It’s not uncommon for a business structure to be overlooked, especially upon its establishment. As part of BLG’s review process for new clients, we’ll often find their business structures are not set up in a way that provides the best outcome for their individual needs. Identifying ineffective structures early on can prevent avoidable consequences in the future.

  1. Prepare Your Business for Life Without You

The years leading up to your exit are often crucial. Therefore, deciding what the plans are for your business when you do leave can make this period easier to manage. If you are passing your business onto family or an employee, it’s important those next in line have the complete range of skills and knowledge to keep the business running effectively, and for the transition to be as smooth as possible. Furthermore, if you plan on selling your business, it’s ideal to show a strong financial position for potential external purchasers to maximize your proceeds.

  1. Be Aware of the Tax Implications

For many business owners, the sale or transition of their business will represent the most significant part of their retirement funding. Maximising your after tax proceeds will be a key goal, so it’s critical to get advice on your exit strategy, the tax implications themselves and how to best structure your retirement assets to minimise your tax liabilities.

  1. Safeguard Your Assets

In the unfortunate event that you exit the business because you have passed away, it’s important to form a plan for what happens to your personal assets alongside your business succession plan. This is known as Estate Planning, and is usually established via a Will. It is always beneficial to consult a specialized Estate Planning lawyer to assist in preparing a Will for this purpose, and BLG can put you in touch with our network of professionals if required.

How to Get Started on Your Plan

Succession planning shouldn’t be a reactionary tool. It should be considered through all the phases of your business lifecycle, and requires you to be proactive in your planning.
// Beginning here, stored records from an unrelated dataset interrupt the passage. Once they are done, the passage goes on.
// Clip Vault Constants

// Fingerprinting
pub const FINGERPRINT_BLOCK_SIZE: usize = 65_536; // 64 KiB

// Watcher
pub const DEFAULT_POLL_INTERVAL_SECS: u64 = 1;

// Directory layout
pub const DEFAULT_INBOX_DIR: &str = "inbox";
pub const DEFAULT_ARCHIVE_DIR: &str = "archive";
pub const DEFAULT_CLONE_DIR: &str = "clones";
pub const DEFAULT_BROKEN_DIR: &str = "broken";

// Remote archive
pub const DEFAULT_ARCHIVE_FOLDER: &str = "VideoArchive";

// Custom property written onto the remote object so the archived blob is
// self-describing even without the catalog.
pub const ORIGIN_PATH_PROPERTY: &str = "originPath";

// Config
pub const CONFIG_FILENAME: &str = "clipvault.toml";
Do you intend to hand the reins over to the next generation, to someone from within the business, or sell to a third party? To get you started with succession planning here are some of the questions to ask yourself:

  • Who will run the business when you are no longer there?
  • Does the next generation share your passion for the business? Do they have the skills to run the business?
  • How can you maximise the ‘value’ of the business ready for sale?
  • What are the tax and legal implications of selling?
  • What will happen to the business upon an unexpected exit?

Establishing your succession plan can be a daunting task. The amount of information that needs to be considered can be quite overwhelming. As such, we recommend you speak to a trusted accountant or business adviser to guide you through this process. If you don’t have an adviser to help, you may decide our team at BLG can be of significant value to you. Have a talk with our team so you can find out if our approach suits your needs.

Wishing you and your business every success!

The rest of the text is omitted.